→ Work to be completed: Go through the data from its first line and retype each line, stopping once the line containing "const ALL: [CatalogKind;" has been retyped.

→ Dataset excerpts:

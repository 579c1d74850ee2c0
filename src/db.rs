use crate::backend::{AssignmentBackend, BackendError, BackendResult, CatalogEntry, Student};
use anyhow::Context;
use rusqlite::{Connection, OptionalExtension};
use std::path::Path;
use uuid::Uuid;

pub const DB_FILE: &str = "rfid.sqlite3";

pub fn open_db(workspace: &Path) -> anyhow::Result<Connection> {
    std::fs::create_dir_all(workspace)
        .with_context(|| format!("failed to create workspace {}", workspace.to_string_lossy()))?;
    let db_path = workspace.join(DB_FILE);
    let conn = Connection::open(&db_path)
        .with_context(|| format!("failed to open {}", db_path.to_string_lossy()))?;
    conn.execute("PRAGMA foreign_keys = ON", [])?;

    for table in CatalogKind::ALL.iter().map(|k| k.table()) {
        conn.execute(
            &format!(
                "CREATE TABLE IF NOT EXISTS {table}(
                    id TEXT PRIMARY KEY,
                    name TEXT NOT NULL
                )"
            ),
            [],
        )?;
    }

    conn.execute(
        "CREATE TABLE IF NOT EXISTS students(
            id TEXT PRIMARY KEY,
            class_id TEXT NOT NULL,
            section_id TEXT NOT NULL,
            session_id TEXT NOT NULL,
            name TEXT NOT NULL,
            roll TEXT NOT NULL,
            sort_order INTEGER NOT NULL,
            rfid TEXT,
            rfid_assigned_at TEXT,
            updated_at TEXT,
            FOREIGN KEY(class_id) REFERENCES classes(id),
            FOREIGN KEY(section_id) REFERENCES sections(id),
            FOREIGN KEY(session_id) REFERENCES sessions(id)
        )",
        [],
    )?;
    conn.execute(
        "CREATE INDEX IF NOT EXISTS idx_students_selection
         ON students(class_id, section_id, session_id, sort_order)",
        [],
    )?;
    // One card, one student, across every selection.
    conn.execute(
        "CREATE UNIQUE INDEX IF NOT EXISTS idx_students_rfid
         ON students(rfid) WHERE rfid IS NOT NULL",
        [],
    )?;

    Ok(conn)
}

#[derive(Debug, Clone, Copy, PartialEq, Eq)]
pub enum CatalogKind {
    Class,
    Section,
    Session,
}

impl CatalogKind {
    const ALL: [CatalogKind; 3] = [CatalogKind::Class, CatalogKind::Section, CatalogKind::Session];

    fn table(self) -> &'static str {
        match self {
            CatalogKind::Class => "classes",
            CatalogKind::Section => "sections",
            CatalogKind::Session => "sessions",
        }
    }
}

pub struct NewStudent<'a> {
    pub class_id: &'a str,
    pub section_id: &'a str,
    pub session_id: &'a str,
    pub name: &'a str,
    pub roll: &'a str,
}

/// Assignment backend over the workspace database.
pub struct SqliteBackend {
    conn: Connection,
}

impl SqliteBackend {
    pub fn open(workspace: &Path) -> anyhow::Result<Self> {
        Ok(Self {
            conn: open_db(workspace)?,
        })
    }

    pub fn create_catalog_entry(&self, kind: CatalogKind, name: &str) -> anyhow::Result<CatalogEntry> {
        let id = Uuid::new_v4().to_string();
        self.conn
            .execute(
                &format!("INSERT INTO {}(id, name) VALUES(?, ?)", kind.table()),
                (&id, name),
            )
            .with_context(|| format!("failed to insert into {}", kind.table()))?;
        Ok(CatalogEntry {
            id,
            name: name.to_string(),
        })
    }

    pub fn create_student(&self, new: NewStudent<'_>) -> anyhow::Result<String> {
        let id = Uuid::new_v4().to_string();
        let next_sort: i64 = self.conn.query_row(
            "SELECT COALESCE(MAX(sort_order), -1) + 1 FROM students
             WHERE class_id = ? AND section_id = ? AND session_id = ?",
            (new.class_id, new.section_id, new.session_id),
            |r| r.get(0),
        )?;
        self.conn
            .execute(
                "INSERT INTO students(id, class_id, section_id, session_id, name, roll, sort_order, updated_at)
                 VALUES(?, ?, ?, ?, ?, ?, ?, ?)",
                (
                    &id,
                    new.class_id,
                    new.section_id,
                    new.session_id,
                    new.name,
                    new.roll,
                    next_sort,
                    now_rfc3339(),
                ),
            )
            .context("failed to insert student")?;
        Ok(id)
    }

    fn list_catalog(&self, kind: CatalogKind) -> BackendResult<Vec<CatalogEntry>> {
        let mut stmt = self
            .conn
            .prepare(&format!("SELECT id, name FROM {} ORDER BY name", kind.table()))
            .map_err(query_failed)?;
        stmt.query_map([], |r| {
            Ok(CatalogEntry {
                id: r.get(0)?,
                name: r.get(1)?,
            })
        })
        .and_then(|it| it.collect::<Result<Vec<_>, _>>())
        .map_err(query_failed)
    }

    fn student_exists(&self, student_id: &str) -> BackendResult<bool> {
        self.conn
            .query_row("SELECT 1 FROM students WHERE id = ?", [student_id], |r| {
                r.get::<_, i64>(0)
            })
            .optional()
            .map(|v| v.is_some())
            .map_err(query_failed)
    }
}

impl AssignmentBackend for SqliteBackend {
    fn fetch_classes(&mut self) -> BackendResult<Vec<CatalogEntry>> {
        self.list_catalog(CatalogKind::Class)
    }

    fn fetch_sections(&mut self) -> BackendResult<Vec<CatalogEntry>> {
        self.list_catalog(CatalogKind::Section)
    }

    fn fetch_sessions(&mut self) -> BackendResult<Vec<CatalogEntry>> {
        self.list_catalog(CatalogKind::Session)
    }

    fn fetch_students(
        &mut self,
        class_id: &str,
        section_id: &str,
        session_id: &str,
    ) -> BackendResult<Vec<Student>> {
        let mut stmt = self
            .conn
            .prepare(
                "SELECT s.id, s.name, s.roll, c.name, sec.name, s.rfid
                 FROM students s
                 JOIN classes c ON c.id = s.class_id
                 JOIN sections sec ON sec.id = s.section_id
                 WHERE s.class_id = ? AND s.section_id = ? AND s.session_id = ?
                 ORDER BY s.sort_order, s.name",
            )
            .map_err(query_failed)?;
        stmt.query_map((class_id, section_id, session_id), |r| {
            let rfid: Option<String> = r.get(5)?;
            let rfid = rfid.unwrap_or_default();
            Ok(Student {
                id: r.get(0)?,
                name: r.get(1)?,
                roll: r.get(2)?,
                class: r.get(3)?,
                section: r.get(4)?,
                assigned: !rfid.is_empty(),
                rfid,
            })
        })
        .and_then(|it| it.collect::<Result<Vec<_>, _>>())
        .map_err(query_failed)
    }

    fn bind_code(&mut self, student_id: &str, code: &str) -> BackendResult<()> {
        if !self.student_exists(student_id)? {
            return Err(BackendError::new("student not found"));
        }
        let holder: Option<String> = self
            .conn
            .query_row(
                "SELECT id FROM students WHERE rfid = ? AND id <> ?",
                (code, student_id),
                |r| r.get(0),
            )
            .optional()
            .map_err(query_failed)?;
        if holder.is_some() {
            return Err(BackendError::new(format!(
                "RFID {code} is already assigned to another student"
            )));
        }
        let now = now_rfc3339();
        self.conn
            .execute(
                "UPDATE students SET rfid = ?, rfid_assigned_at = ?, updated_at = ? WHERE id = ?",
                (code, &now, &now, student_id),
            )
            .map_err(|e| BackendError::new(format!("failed to store RFID: {e}")))?;
        Ok(())
    }

    fn unbind_code(&mut self, student_id: &str) -> BackendResult<()> {
        let changed = self
            .conn
            .execute(
                "UPDATE students SET rfid = NULL, rfid_assigned_at = NULL, updated_at = ? WHERE id = ?",
                (now_rfc3339(), student_id),
            )
            .map_err(|e| BackendError::new(format!("failed to clear RFID: {e}")))?;
        if changed == 0 {
            return Err(BackendError::new("student not found"));
        }
        Ok(())
    }
}

fn query_failed(e: rusqlite::Error) -> BackendError {
    BackendError::new(format!("database query failed: {e}"))
}

fn now_rfc3339() -> String {
    chrono::Utc::now().to_rfc3339()
}
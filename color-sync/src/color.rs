use std::{fmt, str::FromStr, sync::LazyLock};

use regex::Regex;
use thiserror::Error;

/// Brightness the hub attaches to every color unless configured otherwise.
pub const DEFAULT_BRIGHTNESS: f64 = 0.1;

// Three decimal components of at most three digits, optionally wrapped in one pair of quotes.
static UPDATE_PATTERN: LazyLock<Regex> = LazyLock::new(|| {
    Regex::new(r#"^(?:"(\d{1,3}),(\d{1,3}),(\d{1,3})"|(\d{1,3}),(\d{1,3}),(\d{1,3}))$"#)
        .expect("update pattern is a valid regex")
});

#[derive(Debug, Error, PartialEq, Eq)]
pub enum WireError {
    #[error("malformed color update: {0:?}")]
    MalformedMessage(String),
    #[error("malformed color snapshot: {0:?}")]
    MalformedSnapshot(String),
}

/// An RGB triple requested by a client, before the hub attaches brightness.
#[derive(Debug, Clone, Copy, PartialEq, Eq)]
pub struct ColorUpdate {
    pub red: u8,
    pub green: u8,
    pub blue: u8,
}

impl ColorUpdate {
    pub fn new(red: u8, green: u8, blue: u8) -> Self {
        Self { red, green, blue }
    }

    /// Parses a client update such as `10,20,30` or `"10,20,30"`.
    ///
    /// Anything else, including components above 255, is rejected.
    pub fn parse(raw: &str) -> Result<Self, WireError> {
        let malformed = || WireError::MalformedMessage(raw.to_string());
        let captures = UPDATE_PATTERN.captures(raw.trim()).ok_or_else(malformed)?;

        let mut components = captures
            .iter()
            .skip(1)
            .flatten()
            .map(|group| group.as_str().parse::<u8>());

        let mut next = || {
            components
                .next()
                .and_then(|component| component.ok())
                .ok_or_else(malformed)
        };

        Ok(Self {
            red: next()?,
            green: next()?,
            blue: next()?,
        })
    }

    /// Wire form used by clients when requesting a change.
    pub fn encode(&self) -> String {
        format!("{},{},{}", self.red, self.green, self.blue)
    }
}

impl FromStr for ColorUpdate {
    type Err = WireError;

    fn from_str(s: &str) -> Result<Self, Self::Err> {
        Self::parse(s)
    }
}

/// The single shared value synchronized by the hub.
#[derive(Debug, Clone, Copy, PartialEq)]
pub struct ColorState {
    pub red: u8,
    pub green: u8,
    pub blue: u8,
    pub brightness: f64,
}

impl ColorState {
    pub fn new(red: u8, green: u8, blue: u8, brightness: f64) -> Self {
        Self {
            red,
            green,
            blue,
            brightness,
        }
    }

    pub fn from_update(update: ColorUpdate, brightness: f64) -> Self {
        Self::new(update.red, update.green, update.blue, brightness)
    }

    /// Snapshot text sent by the hub, e.g. `"10,20,30,0.1"` including the quotes.
    pub fn encode(&self) -> String {
        format!(
            "\"{},{},{},{}\"",
            self.red, self.green, self.blue, self.brightness
        )
    }

    /// Decodes a hub snapshot the way the LED firmware does: strip quotes,
    /// split on commas, clamp every component into range.
    pub fn decode(text: &str) -> Result<Self, WireError> {
        let malformed = || WireError::MalformedSnapshot(text.to_string());
        let stripped = text.trim().replace('"', "");
        let fields: Vec<&str> = stripped.split(',').map(str::trim).collect();
        if fields.len() != 4 {
            return Err(malformed());
        }

        let channel = |field: &str| -> Result<u8, WireError> {
            let value: i64 = field.parse().map_err(|_| malformed())?;
            Ok(value.clamp(0, 255) as u8)
        };
        let brightness: f64 = fields[3].parse().map_err(|_| malformed())?;
        if brightness.is_nan() {
            return Err(malformed());
        }

        Ok(Self {
            red: channel(fields[0])?,
            green: channel(fields[1])?,
            blue: channel(fields[2])?,
            brightness: brightness.clamp(0.0, 1.0),
        })
    }

    pub fn to_hex(&self) -> String {
        format!("#{:02x}{:02x}{:02x}", self.red, self.green, self.blue)
    }
}

impl Default for ColorState {
    fn default() -> Self {
        Self::new(255, 255, 255, DEFAULT_BRIGHTNESS)
    }
}

impl fmt::Display for ColorState {
    fn fmt(&self, f: &mut fmt::Formatter<'_>) -> fmt::Result {
        write!(
            f,
            "{},{},{} brightness={} ({})",
            self.red,
            self.green,
            self.blue,
            self.brightness,
            self.to_hex()
        )
    }
}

→ Response below:
repository 579c1d74850ee2c0
filename src/db.rs
use crate::backend::{AssignmentBackend, BackendError, BackendResult, CatalogEntry, Student};
use anyhow::Context;
use rusqlite::{Connection, OptionalExtension};
use std::path::Path;
use uuid::Uuid;

pub const DB_FILE: &str = "rfid.sqlite3";

pub fn open_db(workspace: &Path) -> anyhow::Result<Connection> {
    std::fs::create_dir_all(workspace)
        .with_context(|| format!("failed to create workspace {}", workspace.to_string_lossy()))?;
    let db_path = workspace.join(DB_FILE);
    let conn = Connection::open(&db_path)
        .with_context(|| format!("failed to open {}", db_path.to_string_lossy()))?;
    conn.execute("PRAGMA foreign_keys = ON", [])?;

    for table in CatalogKind::ALL.iter().map(|k| k.table()) {
        conn.execute(
            &format!(
                "CREATE TABLE IF NOT EXISTS {table}(
                    id TEXT PRIMARY KEY,
                    name TEXT NOT NULL
                )"
            ),
            [],
        )?;
    }

    conn.execute(
        "CREATE TABLE IF NOT EXISTS students(
            id TEXT PRIMARY KEY,
            class_id TEXT NOT NULL,
            section_id TEXT NOT NULL,
            session_id TEXT NOT NULL,
            name TEXT NOT NULL,
            roll TEXT NOT NULL,
            sort_order INTEGER NOT NULL,
            rfid TEXT,
            rfid_assigned_at TEXT,
            updated_at TEXT,
            FOREIGN KEY(class_id) REFERENCES classes(id),
            FOREIGN KEY(section_id) REFERENCES sections(id),
            FOREIGN KEY(session_id) REFERENCES sessions(id)
        )",
        [],
    )?;
    conn.execute(
        "CREATE INDEX IF NOT EXISTS idx_students_selection
         ON students(class_id, section_id, session_id, sort_order)",
        [],
    )?;
    // One card, one student, across every selection.
    conn.execute(
        "CREATE UNIQUE INDEX IF NOT EXISTS idx_students_rfid
         ON students(rfid) WHERE rfid IS NOT NULL",
        [],
    )?;

    Ok(conn)
}

#[derive(Debug, Clone, Copy, PartialEq, Eq)]
pub enum CatalogKind {
    Class,
    Section,
    Session,
}

impl CatalogKind {
    const ALL: [CatalogKind; 3] = [CatalogKind::Class, CatalogKind::Section, CatalogKind::Session];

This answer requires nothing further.